Ai corti di memoria, a quelli che si sentono minacciati dalla diversità, sarebbe utile ripassare le cronache dell’emigrazione italiana tra la fine dell’Ottocento e buona parte del Novecento. Trenta milioni di italiani (i “pelle oliva, né bianchi né palesemente negri”, “una razza inferiore”) si sono sradicati per tentare fortuna nella terra promessa, affrontando rischi, pregiudizi, discriminazioni e disprezzo nei Paesi che avevano bisogno di manodopera e sudore “puzzolente” a salari stracciati. Come disse Richard Nixon, «non sono come noi»: «La differenza sta nell’odore diverso, nell’aspetto diverso, nel modo di agire diverso. Il guaio è non si riesce a trovarne uno che è onesto».
Oggi siamo noi italiani che abbiamo bisogno di “braccia nere”, meglio senza diritti, per raccogliere agrumi e pomodori. Qualcuno dovrebbe spiegarlo ai cittadini che hanno manifestato contro il piccolo villaggio di prefabbricati realizzato a Cassibile, alle porte di Siracusa, per ospitare i lavoratori stagionali, non certo richiamati dal reddito di cittadinanza, ma dalla necessità di spaccarsi la schiena dieci ore al giorno per 25 euro (caporalato escluso).

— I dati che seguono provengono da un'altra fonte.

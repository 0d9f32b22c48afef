use ratatui::Frame;
use ratatui::layout::{Position, Rect};
use ratatui::text::{Line, Span};
use ratatui::widgets::{Block, Borders, Clear, Paragraph};
use unicode_width::UnicodeWidthStr;

use crate::app::Prompt;
use crate::ui::style;

/// Screen area of the prompt popup: one input row inside a border.
pub fn prompt_rect(area: Rect) -> Rect {
    let width = area.width.saturating_sub(8).clamp(30, 72);
    centered_popup_rect(width, 3, area)
}

/// Draw the prompt and put the terminal cursor after the typed text.
pub fn render_prompt_overlay(prompt: &Prompt, frame: &mut Frame, area: Rect) {
    let popup = prompt_rect(area);
    frame.render_widget(Clear, popup);

    let block = Block::default()
        .title(format!(" {} ", prompt.kind.title()))
        .borders(Borders::ALL)
        .border_style(style::prompt_border_style());
    let inner = block.inner(popup);

    let label = prompt.kind.label();
    let line = Line::from(vec![Span::raw(label), Span::raw(prompt.input.as_str())]);

    // Keep the end of long input in view.
    let typed = label.width() + prompt.input.width();
    let inner_width = usize::from(inner.width);
    let scroll = typed.saturating_sub(inner_width.saturating_sub(1));
    let scroll = u16::try_from(scroll).unwrap_or(u16::MAX);

    frame.render_widget(
        Paragraph::new(line).block(block).scroll((0, scroll)),
        popup,
    );

    if inner.width > 0 && inner.height > 0 {
        let col = u16::try_from(typed).unwrap_or(u16::MAX).saturating_sub(scroll);
        let col = col.min(inner.width - 1);
        frame.set_cursor_position(Position::new(inner.x + col, inner.y));
    }
}

fn centered_popup_rect(width: u16, height: u16, area: Rect) -> Rect {
    let w = width.min(area.width);
    let h = height.min(area.height);
    let x = area.x + (area.width.saturating_sub(w) / 2);
    let y = area.y + (area.height.saturating_sub(h) / 2);
    Rect::new(x, y, w, h)
}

Finalmente la Sicilia ha saputo dare prova di armonia istituzionale (Comune, Regione, Ministero dell’Interno) e in pochi mesi ha creato le condizioni per un’accoglienza decorosa, evitando baraccopoli e tuguri disumani. Un piccolo ma prezioso segnale che rappresenta una lezione di civiltà, anche nel rispetto di quella memoria custodita nelle valigie legate con lo spago, nelle terze classi “dolore e spavento” dei bastimenti carichi di amarezza e speranza.